By John Liang / April 25, 2011 at 3:58 PM

Raytheon has delivered the first Standard Missile-6 production round to the Navy, the company announced this morning. According to a statement:

"Five years ago, Raytheon promised the U.S. Navy that SM-6 would be delivered in March 2011, and we delivered on that promise," said Frank Wyatt, vice president of Raytheon's Air and Missile Defense Systems product line. "Raytheon delivered the SM-6 to our customer and met cost expectations for system development and demonstration. Now the U.S. Navy has a missile that provides an umbrella of protection against the full spectrum of air threats."

SM-6 leverages the legacy Standard Missile airframe and propulsion elements while incorporating the advanced signal processing and guidance control capabilities of Raytheon's Advanced Medium-Range Air-to-Air Missile.

"SM-6 is a remarkable missile because it combines the reliability of time-tested systems with all the latest advancements in missile technology," said Wyatt. "This missile can use both active and semiactive modes, giving the warfighter an enhanced ability to reach remote targets."

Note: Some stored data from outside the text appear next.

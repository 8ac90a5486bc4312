//! GraphQL surface for user administration and post authoring.
//!
//! ```graphql
//! query { users { _id name userName role } }
//!
//! mutation {
//!   createUser(input: { name: "Team1", userName: "t1", password: "secret" })
//! }
//!
//! mutation {
//!   createPost(input: { id: "Post1", task: "1+1", isUrl: false,
//!                       solution: "2", lon: 12.49, lat: 55.77 })
//! }
//! ```

use std::sync::Arc;

use async_graphql::http::GraphiQLSource;
use async_graphql::{
    Context, EmptySubscription, ErrorExtensions, InputObject, Object, Schema, SimpleObject,
};
use async_graphql_axum::{GraphQLRequest, GraphQLResponse};
use axum::{
    Extension,
    extract::State,
    response::{Html, IntoResponse},
};
use tracing::error;

use quest_core::{GameError, GameFacade, NewPost, UserDirectory};
use quest_types::{NewUser, Role, User};

use crate::middleware::AuthUser;
use crate::state::AppState;

pub type QuestSchema = Schema<QueryRoot, MutationRoot, EmptySubscription>;

/// Whether basic auth guards the endpoint; mutations then need an admin.
#[derive(Debug, Clone, Copy)]
struct AuthRequired(bool);

pub fn build_schema(
    game: Arc<GameFacade>,
    users: Arc<UserDirectory>,
    auth_required: bool,
) -> QuestSchema {
    Schema::build(QueryRoot, MutationRoot, EmptySubscription)
        .data(game)
        .data(users)
        .data(AuthRequired(auth_required))
        .finish()
}

#[derive(SimpleObject)]
#[graphql(name = "User")]
pub struct UserObject {
    #[graphql(name = "_id")]
    pub id: String,
    pub name: String,
    pub user_name: String,
    pub role: String,
}

impl From<User> for UserObject {
    fn from(user: User) -> Self {
        Self {
            id: user.id.to_string(),
            name: user.name,
            user_name: user.user_name,
            role: user.role.to_string(),
        }
    }
}

#[derive(InputObject)]
pub struct UserInput {
    pub name: String,
    pub user_name: String,
    pub password: String,
}

#[derive(InputObject)]
pub struct PostInput {
    pub id: String,
    pub task: String,
    #[graphql(default)]
    pub is_url: bool,
    pub solution: String,
    pub lon: f64,
    pub lat: f64,
}

pub struct QueryRoot;

#[Object]
impl QueryRoot {
    /// All registered users. Password hashes are never exposed.
    async fn users(&self, ctx: &Context<'_>) -> async_graphql::Result<Vec<UserObject>> {
        let users = ctx.data::<Arc<UserDirectory>>()?.clone();
        let all = blocking(move || users.get_all_users()).await?;
        Ok(all.into_iter().map(UserObject::from).collect())
    }
}

pub struct MutationRoot;

#[Object]
impl MutationRoot {
    /// Sign up a new player with the `user` role.
    async fn create_user(
        &self,
        ctx: &Context<'_>,
        input: UserInput,
    ) -> async_graphql::Result<String> {
        require_admin(ctx)?;
        let users = ctx.data::<Arc<UserDirectory>>()?.clone();
        blocking(move || {
            users.add_user(NewUser {
                name: input.name,
                user_name: input.user_name,
                password: input.password,
                role: Role::User,
            })
        })
        .await
    }

    /// Pin a new task to a location.
    async fn create_post(
        &self,
        ctx: &Context<'_>,
        input: PostInput,
    ) -> async_graphql::Result<String> {
        require_admin(ctx)?;
        let game = ctx.data::<Arc<GameFacade>>()?.clone();
        let post = blocking(move || {
            game.add_post(NewPost {
                id: input.id,
                task_text: input.task,
                is_url: input.is_url,
                solution: input.solution,
                lon: input.lon,
                lat: input.lat,
            })
        })
        .await?;
        Ok(format!("Post {} was added", post.id))
    }
}

fn require_admin(ctx: &Context<'_>) -> async_graphql::Result<()> {
    let AuthRequired(required) = *ctx.data::<AuthRequired>()?;
    if !required {
        return Ok(());
    }
    match ctx.data_opt::<AuthUser>() {
        Some(user) if user.role == Role::Admin => Ok(()),
        _ => Err(async_graphql::Error::new("Not Authorized").extend_with(|_, e| e.set("code", 403))),
    }
}

async fn blocking<T, F>(f: F) -> async_graphql::Result<T>
where
    F: FnOnce() -> Result<T, GameError> + Send + 'static,
    T: Send + 'static,
{
    tokio::task::spawn_blocking(f)
        .await
        .map_err(|e| {
            error!("spawn_blocking join error: {}", e);
            async_graphql::Error::new("Internal server error")
                .extend_with(|_, ext| ext.set("code", 500))
        })?
        .map_err(to_graphql_error)
}

fn to_graphql_error(err: GameError) -> async_graphql::Error {
    let code = i32::from(err.status_code());
    let message = if err.is_client_error() {
        err.to_string()
    } else {
        error!("GraphQL resolver failed: {:#}", err);
        "Internal server error".to_string()
    };
    async_graphql::Error::new(message).extend_with(|_, e| e.set("code", code))
}

pub async fn graphql_handler(
    State(state): State<AppState>,
    auth: Option<Extension<AuthUser>>,
    req: GraphQLRequest,
) -> GraphQLResponse {
    let mut req = req.into_inner();
    if let Some(Extension(user)) = auth {
        req = req.data(user);
    }
    state.schema.execute(req).await.into()
}

pub async fn graphiql() -> impl IntoResponse {
    Html(GraphiQLSource::build().endpoint("/graphql").finish())
}
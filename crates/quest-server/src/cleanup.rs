use std::sync::Arc;
use std::time::Duration;
use tracing::{info, warn};

use quest_core::GameFacade;

/// Background task that prunes expired positions.
///
/// Queries already ignore positions past their TTL; this only keeps the
/// table from growing.
pub async fn run_cleanup_loop(game: Arc<GameFacade>, interval_secs: u64) {
    let mut interval = tokio::time::interval(Duration::from_secs(interval_secs));

    loop {
        interval.tick().await;

        let game = game.clone();
        match tokio::task::spawn_blocking(move || game.prune_expired_positions()).await {
            Ok(Ok(count)) => {
                if count > 0 {
                    info!("Cleanup: pruned {} expired positions", count);
                }
            }
            Ok(Err(e)) => warn!("Cleanup error: {}", e),
            Err(e) => warn!("Cleanup task failed: {}", e),
        }
    }
}
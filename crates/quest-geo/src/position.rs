use chrono::{DateTime, Utc};

use quest_types::{GeoPoint, Position};

/// Build a position record stamped with the current time.
pub fn build_position(lon: f64, lat: f64, user_name: &str, name: &str) -> Position {
    make(lon, lat, user_name, name, Utc::now())
}

/// Build a position record with a caller-chosen timestamp.
///
/// Fixture helper: lets tests place records on either side of the TTL
/// without sleeping.
#[cfg(any(test, feature = "test-support"))]
pub fn build_position_at(
    lon: f64,
    lat: f64,
    user_name: &str,
    name: &str,
    at: DateTime<Utc>,
) -> Position {
    make(lon, lat, user_name, name, at)
}

fn make(lon: f64, lat: f64, user_name: &str, name: &str, at: DateTime<Utc>) -> Position {
    Position {
        user_name: user_name.to_string(),
        name: name.to_string(),
        last_updated: at,
        location: GeoPoint::new(lon, lat),
    }
}
use serde::{Deserialize, Serialize};

// -- Game --

#[derive(Debug, Deserialize)]
#[serde(rename_all = "camelCase")]
pub struct NearbyPlayersRequest {
    pub user_name: String,
    pub password: String,
    pub lat: f64,
    pub lon: f64,
    pub distance: f64,
}

/// One entry of a nearby-players answer.
///
/// `lat`/`lon` echo the caller's own coordinates, not the found player's.
/// Clients in the field depend on this shape.
#[derive(Debug, Clone, PartialEq, Serialize, Deserialize)]
#[serde(rename_all = "camelCase")]
pub struct NearbyPlayer {
    pub user_name: String,
    pub name: String,
    pub lat: f64,
    pub lon: f64,
}

#[derive(Debug, Deserialize)]
#[serde(rename_all = "camelCase")]
pub struct PostReachedRequest {
    pub post_id: String,
    pub lat: f64,
    pub lon: f64,
}

/// A reached post as seen by players. The solution is never included.
#[derive(Debug, Clone, PartialEq, Serialize, Deserialize)]
#[serde(rename_all = "camelCase")]
pub struct ReachedPost {
    pub post_id: String,
    pub task: String,
    pub is_url: bool,
}

// -- Play area --

#[derive(Debug, Clone, PartialEq, Serialize, Deserialize)]
pub struct AreaStatus {
    pub status: bool,
    pub msg: String,
}

/// Map-client vertex, latitude first.
#[derive(Debug, Clone, Copy, PartialEq, Serialize, Deserialize)]
pub struct ClientCoordinate {
    pub latitude: f64,
    pub longitude: f64,
}

#[derive(Debug, Clone, PartialEq, Serialize, Deserialize)]
pub struct ClientPolygon {
    pub coordinates: Vec<ClientCoordinate>,
}

// -- Misc --

#[derive(Debug, Serialize, Deserialize)]
pub struct Msg {
    pub msg: String,
}

/// Body of every error response.
#[derive(Debug, Serialize, Deserialize)]
pub struct ErrorBody {
    pub code: u16,
    pub message: String,
}
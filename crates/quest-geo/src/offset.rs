/// Length of one degree of latitude, in metres, measured at ~55.77 N.
///
/// Flat-earth approximation: only meaningful for radii of a few hundred
/// metres around that latitude. Do not use it as a distance function.
pub const METERS_PER_DEGREE_LAT: f64 = 111_337.6487;

/// Latitude one metre inside `radius` metres north of `latitude`.
pub fn latitude_inside(latitude: f64, radius: f64) -> f64 {
    latitude + (radius - 1.0) / METERS_PER_DEGREE_LAT
}

/// Latitude one metre outside `radius` metres north of `latitude`.
pub fn latitude_outside(latitude: f64, radius: f64) -> f64 {
    latitude + (radius + 1.0) / METERS_PER_DEGREE_LAT
}
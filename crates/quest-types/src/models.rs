use std::fmt;
use std::str::FromStr;

use chrono::{DateTime, Utc};
use serde::{Deserialize, Serialize};
use uuid::Uuid;

/// A geographic point. Longitude first, matching GeoJSON order.
#[derive(Debug, Clone, Copy, PartialEq, Serialize, Deserialize)]
pub struct GeoPoint {
    pub lon: f64,
    pub lat: f64,
}

impl GeoPoint {
    pub fn new(lon: f64, lat: f64) -> Self {
        Self { lon, lat }
    }

    /// True when both coordinates are finite and inside the WGS84 ranges.
    pub fn is_valid(&self) -> bool {
        self.lon.is_finite()
            && self.lat.is_finite()
            && (-180.0..=180.0).contains(&self.lon)
            && (-90.0..=90.0).contains(&self.lat)
    }
}

#[derive(Debug, Clone, Copy, PartialEq, Eq, Serialize, Deserialize)]
#[serde(rename_all = "lowercase")]
pub enum Role {
    User,
    Team,
    Admin,
}

impl Role {
    pub fn as_str(&self) -> &'static str {
        match self {
            Role::User => "user",
            Role::Team => "team",
            Role::Admin => "admin",
        }
    }
}

impl fmt::Display for Role {
    fn fmt(&self, f: &mut fmt::Formatter<'_>) -> fmt::Result {
        f.write_str(self.as_str())
    }
}

impl FromStr for Role {
    type Err = String;

    fn from_str(s: &str) -> Result<Self, Self::Err> {
        match s {
            "user" => Ok(Role::User),
            "team" => Ok(Role::Team),
            "admin" => Ok(Role::Admin),
            other => Err(format!("unknown role '{}'", other)),
        }
    }
}

/// A registered player or team. `password` is always a PHC hash string,
/// never plaintext.
#[derive(Debug, Clone, Serialize, Deserialize)]
pub struct User {
    pub id: Uuid,
    pub name: String,
    pub user_name: String,
    #[serde(skip_serializing)]
    pub password: String,
    pub role: Role,
}

/// Signup payload. The password is plaintext here and hashed by the
/// user directory before it reaches storage.
#[derive(Debug, Clone, Deserialize)]
pub struct NewUser {
    pub name: String,
    pub user_name: String,
    pub password: String,
    pub role: Role,
}

/// Last reported location of an active player, keyed by `user_name`.
#[derive(Debug, Clone, PartialEq, Serialize, Deserialize)]
pub struct Position {
    pub user_name: String,
    pub name: String,
    pub last_updated: DateTime<Utc>,
    pub location: GeoPoint,
}

#[derive(Debug, Clone, PartialEq, Serialize, Deserialize)]
pub struct Task {
    pub text: String,
    pub is_url: bool,
}

/// A task pinned to a location. `id` is human-assigned and unique.
#[derive(Debug, Clone, PartialEq, Serialize, Deserialize)]
pub struct Post {
    pub id: String,
    pub task: Task,
    pub solution: String,
    pub location: GeoPoint,
}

According to a Raytheon executive, the company is under a three-year, low-rate initial production contract to provide the first lot  of 29 missiles using fiscal year 2009 funds, 11 in FY-10 and 59 in FY-11. Full-rate production will begin in FY-12, the executive added.

Producing the SM-6 has not gone without its share of hitches however, as InsideDefense.com reported in January:

The Navy has resumed at-sea testing of the Standard Missile 6 (SM-6) system in Hawaii, hoping to verify engineering changes made following failures last summer, according to Navy officials and Pentagon documents.

Success in the at-sea testing is seen as essential to avoid a delay in plans to field the first operational systems in fiscal year 2011.

“Testing is currently under way at Pacific Missile Range Facility,” Chris Johnson, a spokesman for Naval Sea Systems Command, told InsideDefense.com.

Operational and developmental testing of the Raytheon-built SM-6 Extended Range Active Missile -- a $6.6 billion program that began low-rate production in August of 2009 -- was suspended last year following a series of mishaps, according to the Pentagon's top weapons tester. The testing being conducted includes missions at the range in Kauai, HI, that were put on hold after a series of firing attempts last summer were deemed deficient.

“The suspension of developmental/operational testing exhausted the schedule margins that existed in the SM-6 schedule,” Michael Gilmore, Pentagon director of operational test and evaluation, wrote in his office's recent assessment of the SM-6 program.